**Data to process**
--

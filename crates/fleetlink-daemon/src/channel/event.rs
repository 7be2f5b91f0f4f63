//! Wire messages carried by the push channel.
//!
//! Inbound messages are JSON objects routed by a string `event` discriminator
//! of the form `<Source>:<Kind>`. Only the kind is interpreted.

use chrono::{DateTime, Utc};
use serde::Serialize;
use serde_json::Value;

use super::error::ChannelError;

/// Discriminator of outbound commands.
pub const ACTION_REQUEST_EVENT: &str = "Integrator:ActionRequest";

/// A decoded inbound event.
#[derive(Debug, Clone, PartialEq)]
pub enum ChannelEvent {
    /// Device status changed; `status` is passed through untouched.
    StatusChanged {
        device_id: String,
        status: Value,
        timestamp: DateTime<Utc>,
    },
    /// Device settings changed; `settings` is passed through untouched.
    SettingsChanged {
        device_id: String,
        settings: Value,
        timestamp: DateTime<Utc>,
    },
    OnlineChanged {
        device_id: String,
        online: bool,
        timestamp: DateTime<Utc>,
    },
    /// Valid JSON with an event name this layer does not handle.
    Unrecognized { event: String },
}

impl ChannelEvent {
    /// Decode one inbound JSON message.
    pub fn decode(message: &Value) -> Result<Self, ChannelError> {
        let event = message
            .get("event")
            .and_then(Value::as_str)
            .ok_or_else(|| ChannelError::Decode("missing event discriminator".to_string()))?;
        let kind = event.rsplit_once(':').map_or(event, |(_, kind)| kind);

        match kind {
            "StatusOnChange" => Ok(Self::StatusChanged {
                device_id: device_id(message)?,
                status: message.get("status").cloned().unwrap_or(Value::Null),
                timestamp: timestamp(message),
            }),
            "Settings" => Ok(Self::SettingsChanged {
                device_id: device_id(message)?,
                settings: message.get("settings").cloned().unwrap_or(Value::Null),
                timestamp: timestamp(message),
            }),
            "Online" => Ok(Self::OnlineChanged {
                device_id: device_id(message)?,
                online: online_flag(message.get("online"))?,
                timestamp: timestamp(message),
            }),
            _ => Ok(Self::Unrecognized {
                event: event.to_string(),
            }),
        }
    }

    pub fn device_id(&self) -> Option<&str> {
        match self {
            Self::StatusChanged { device_id, .. }
            | Self::SettingsChanged { device_id, .. }
            | Self::OnlineChanged { device_id, .. } => Some(device_id),
            Self::Unrecognized { .. } => None,
        }
    }
}

fn device_id(message: &Value) -> Result<String, ChannelError> {
    message
        .get("device_id")
        .or_else(|| message.get("device"))
        .and_then(|v| match v {
            Value::String(s) if !s.is_empty() => Some(s.clone()),
            Value::Number(n) => Some(n.to_string()),
            _ => None,
        })
        .ok_or_else(|| ChannelError::Decode("missing device id".to_string()))
}

/// `online` arrives as a boolean or as `0`/`1`.
fn online_flag(value: Option<&Value>) -> Result<bool, ChannelError> {
    match value {
        Some(Value::Bool(b)) => Ok(*b),
        Some(Value::Number(n)) => Ok(n.as_f64().is_some_and(|v| v != 0.0)),
        other => Err(ChannelError::Decode(format!("invalid online flag: {other:?}"))),
    }
}

/// Event time in unix seconds, or now when absent.
#[allow(clippy::cast_possible_truncation)]
fn timestamp(message: &Value) -> DateTime<Utc> {
    message
        .get("ts")
        .or_else(|| message.get("timestamp"))
        .and_then(Value::as_f64)
        .and_then(|secs| DateTime::from_timestamp(secs.trunc() as i64, 0))
        .unwrap_or_else(Utc::now)
}

/// Outbound device command.
#[derive(Debug, Clone, Serialize)]
pub struct ActionRequest<'a> {
    pub event: &'static str,
    pub device_id: &'a str,
    pub action: &'a str,
    pub params: &'a Value,
}

impl<'a> ActionRequest<'a> {
    pub const fn new(device_id: &'a str, action: &'a str, params: &'a Value) -> Self {
        Self {
            event: ACTION_REQUEST_EVENT,
            device_id,
            action,
            params,
        }
    }
}

#[cfg(test)]
#[allow(clippy::unwrap_used, clippy::panic)]
mod tests {
    use super::*;
    use serde_json::json;

    #[test]
    fn status_change_passes_payload_through() {
        let event = ChannelEvent::decode(&json!({
            "event": "Shelly:StatusOnChange",
            "device_id": "d1",
            "status": {"relays": [{"ison": true}]},
            "ts": 1_700_000_000
        }))
        .unwrap();
        match event {
            ChannelEvent::StatusChanged {
                device_id,
                status,
                timestamp,
            } => {
                assert_eq!(device_id, "d1");
                assert_eq!(status["relays"][0]["ison"], json!(true));
                assert_eq!(timestamp.timestamp(), 1_700_000_000);
            }
            other => panic!("unexpected event: {other:?}"),
        }
    }

    #[test]
    fn legacy_device_field_and_numeric_online() {
        let event = ChannelEvent::decode(&json!({
            "event": "Shelly:Online",
            "device": "d2",
            "online": 0
        }))
        .unwrap();
        assert!(matches!(
            event,
            ChannelEvent::OnlineChanged { ref device_id, online: false, .. } if device_id == "d2"
        ));
    }

    #[test]
    fn settings_event() {
        let event = ChannelEvent::decode(&json!({
            "event": "Shelly:Settings",
            "device_id": "d3",
            "settings": {"name": "Porch"}
        }))
        .unwrap();
        assert_eq!(event.device_id(), Some("d3"));
        assert!(matches!(event, ChannelEvent::SettingsChanged { .. }));
    }

    #[test]
    fn unknown_event_is_unrecognized_not_error() {
        let event = ChannelEvent::decode(&json!({"event": "Shelly:Firmware", "device_id": "d1"}))
            .unwrap();
        assert_eq!(
            event,
            ChannelEvent::Unrecognized {
                event: "Shelly:Firmware".into()
            }
        );
        assert!(event.device_id().is_none());
    }

    #[test]
    fn malformed_events_are_decode_errors() {
        assert!(ChannelEvent::decode(&json!({"device_id": "d1"})).is_err());
        assert!(ChannelEvent::decode(&json!({"event": "Shelly:StatusOnChange"})).is_err());
        assert!(
            ChannelEvent::decode(&json!({"event": "Shelly:Online", "device_id": "d1"})).is_err()
        );
    }

    #[test]
    fn action_request_wire_shape() {
        let params = json!({"id": 0, "turn": "on"});
        let encoded = serde_json::to_value(ActionRequest::new("d1", "relay", &params)).unwrap();
        assert_eq!(
            encoded,
            json!({
                "event": "Integrator:ActionRequest",
                "device_id": "d1",
                "action": "relay",
                "params": {"id": 0, "turn": "on"}
            })
        );
    }
}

--

**Work task**
Compute the number of lines in the entries above that hold the word "clippy"; the answer must contain nothing else.

**Written solution**
2